Teatre Principal (Barcelona)
The Teatre Principal (in Catalan, or in Spanish Teatro Principal) is the oldest theatre in Barcelona, founded in 1579, built between 1597 and 1603 and rebuilt several times, mainly in 1788 and again in 1848. The theatre was originally named the Teatro de la Santa Cruz in Spanish (or Teatre de la Santa Creu in Catalan). It is located on the famous avenue of La Rambla.
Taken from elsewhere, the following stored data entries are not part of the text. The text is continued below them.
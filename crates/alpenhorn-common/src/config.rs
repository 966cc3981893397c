//! Configuration file loading.
//!
//! Grounded on `alpenhorn/common/config.py`: a fixed search order of YAML
//! files, recursively merged (dicts merge key-by-key, lists concatenate,
//! everything else is replaced by the later file), plus the
//! `ALPENHORN_CONFIG_FILE` environment variable and a CLI-supplied path.
//!
//! The merge itself is implemented directly over `serde_yaml::Value`
//! (mirroring `merge_dict_tree`) rather than relying on the `config` crate's
//! own layering, since `config`'s default array behaviour is "replace", not
//! "concatenate".

use std::collections::HashMap;
use std::path::{Path, PathBuf};

use serde::{Deserialize, Serialize};
use serde_yaml::Value;

use crate::error::{Error, Result};
use crate::util::parse_bytesize;

#[derive(Clone, Debug, Deserialize, Serialize)]
#[serde(default)]
pub struct DatabaseConfig {
    pub url: String,
}

impl Default for DatabaseConfig {
    fn default() -> Self {
        Self { url: String::new() }
    }
}

#[derive(Clone, Debug, Default, Deserialize, Serialize)]
#[serde(default)]
pub struct SyslogConfig {
    pub enable: bool,
    pub address: Option<String>,
    pub port: Option<u16>,
    pub facility: Option<String>,
    pub use_tcp: bool,
}

#[derive(Clone, Debug, Default, Deserialize, Serialize)]
#[serde(default)]
pub struct FileLogConfig {
    pub name: Option<String>,
    pub watch: bool,
    pub rotate: bool,
    pub backup_count: u32,
    /// Raw string as written in the config file (e.g. "4M"); use
    /// [`FileLogConfig::max_bytes`] to get the parsed value.
    pub max_bytes: String,
}

impl FileLogConfig {
    pub fn max_bytes(&self) -> Result<i64> {
        if self.max_bytes.is_empty() {
            return Ok(4 * 1024 * 1024);
        }
        parse_bytesize(&self.max_bytes)
    }
}

#[derive(Clone, Debug, Default, Deserialize, Serialize)]
#[serde(default)]
pub struct LoggingConfig {
    pub level: String,
    pub module_levels: HashMap<String, String>,
    pub syslog: SyslogConfig,
    pub file: FileLogConfig,
}

#[derive(Clone, Debug, Deserialize, Serialize)]
#[serde(default)]
pub struct DaemonConfig {
    pub host: Option<String>,
    pub num_workers: u32,
    pub update_interval: u64,
    pub auto_import_interval: u64,
    pub auto_verify_min_days: u64,
    pub serial_io_timeout: u64,
    pub pull_timeout_base: u64,
    pub pull_bytes_per_second: u64,
    pub prom_client_port: u16,
    pub update_skew_threshold: u32,
}

impl Default for DaemonConfig {
    fn default() -> Self {
        Self {
            host: None,
            num_workers: 4,
            update_interval: 60,
            auto_import_interval: 30,
            auto_verify_min_days: 7,
            serial_io_timeout: 900,
            pull_timeout_base: 300,
            pull_bytes_per_second: 20_000_000,
            prom_client_port: 0,
            update_skew_threshold: 4,
        }
    }
}

#[derive(Clone, Debug, Default, Deserialize, Serialize)]
#[serde(default)]
pub struct Config {
    pub database: DatabaseConfig,
    pub extensions: Vec<String>,
    pub logging: LoggingConfig,
    pub daemon: DaemonConfig,
}

/// The standard, increasing-precedence search order for config files,
/// excluding the environment variable and CLI-supplied path (added by
/// the caller of [`load`]).
pub fn standard_search_path() -> Vec<PathBuf> {
    let mut paths = vec![
        PathBuf::from("/etc/alpenhorn/alpenhorn.conf"),
        PathBuf::from("/etc/xdg/alpenhorn/alpenhorn.conf"),
    ];
    if let Some(home) = dirs::home_dir() {
        paths.push(home.join(".config/alpenhorn/alpenhorn.conf"));
    }
    paths
}

/// Load and merge configuration from the standard search path, the
/// `ALPENHORN_CONFIG_FILE` environment variable (if set) and an optional
/// CLI-supplied path, in that increasing-precedence order.
///
/// Returns [`Error::NoConfigFound`] if none of the candidate paths exist.
pub fn load(cli_conf: Option<&Path>) -> Result<Config> {
    let mut candidates = standard_search_path();
    if let Ok(env_path) = std::env::var("ALPENHORN_CONFIG_FILE") {
        if !env_path.is_empty() {
            candidates.push(PathBuf::from(env_path));
        }
    }
    if let Some(cli) = cli_conf {
        candidates.push(cli.to_path_buf());
    }

    let mut merged = Value::Mapping(Default::default());
    let mut found_any = false;

    for path in candidates {
        if !path.exists() {
            continue;
        }
        found_any = true;
        tracing::info!(path = %path.display(), "loading config file");
        let contents = std::fs::read_to_string(&path)?;
        let doc: Value = serde_yaml::from_str(&contents)?;
        merged = merge_values(merged, doc);
    }

    if !found_any {
        return Err(Error::NoConfigFound);
    }

    let config: Config = serde_yaml::from_value(merged)?;

    if !config.database.url.is_empty() {
        url::Url::parse(&config.database.url).map_err(|_| Error::InvalidDatabaseUrl(config.database.url.clone()))?;
    }

    Ok(config)
}

/// Merge two YAML values per `alpenhorn`'s `merge_dict_tree`: mappings
/// merge recursively key-by-key, sequences concatenate (`a` then `b`),
/// and anything else (including type mismatches) is replaced by `b`.
fn merge_values(a: Value, b: Value) -> Value {
    match (a, b) {
        (Value::Mapping(a), Value::Mapping(mut b)) => {
            let mut out = serde_yaml::Mapping::new();
            for (k, av) in a {
                if let Some(bv) = b.remove(&k) {
                    out.insert(k, merge_values(av, bv));
                } else {
                    out.insert(k, av);
                }
            }
            for (k, bv) in b {
                out.insert(k, bv);
            }
            Value::Mapping(out)
        }
        (Value::Sequence(mut a), Value::Sequence(b)) => {
            a.extend(b);
            Value::Sequence(a)
        }
        (_, b) => b,
    }
}

#[cfg(test)]
mod tests {
    use super::*;

    #[test]
    fn merge_recurses_dicts_and_concatenates_lists() {
        let a: Value = serde_yaml::from_str(
            "daemon:\n  host: a\n  num_workers: 1\nextensions: [one]\n",
        )
        .unwrap();
        let b: Value = serde_yaml::from_str(
            "daemon:\n  host: b\nextensions: [two]\n",
        )
        .unwrap();
        let merged = merge_values(a, b);
        let cfg: Config = serde_yaml::from_value(merged).unwrap();
        assert_eq!(cfg.daemon.host.as_deref(), Some("b"));
        assert_eq!(cfg.daemon.num_workers, 1);
        assert_eq!(cfg.extensions, vec!["one", "two"]);
    }

    #[test]
    fn missing_config_is_an_error() {
        let dir = tempfile::tempdir().unwrap();
        std::env::remove_var("ALPENHORN_CONFIG_FILE");
        let result = load(Some(&dir.path().join("nonexistent.conf")));
        assert!(matches!(result, Err(Error::NoConfigFound)));
    }
}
The theatre was founded by a donation of land and houses on the Rambla de Barcelona, made by Joan Bosch in favour of the Hospital of the Holy Cross, then the most important hospital in the city, to build a theatre in it. With the benefits of the plays and shows, the hospital could bear part of its expenses. For these benefits to be greater, the theatre would have the exclusive right to host theatrical performances in the city. On 27 October 1787 the theatre underwent a fire that completely destroyed it. Rebuilt thanks to the donations of nobles like the Marquess of Ciutadilla and the Count of El Asalto, the new theatre, more sumptuous, was inaugurated on 4 November 1788. After three more fires and the opening of the Liceu opera house in 1847 the Teatro Principal fell into decadence. A popular campaign prevented it from demolition in 1889. In January 2006 it closed its doors as working theatre.
It was the scene of the Spanish premieres on many plays and operas (since 1750 there was a stable opera season), and for the world premieres of Spanish works including operas by Ferran Sor, Vicenç Cuyàs or Ramon Carnicer.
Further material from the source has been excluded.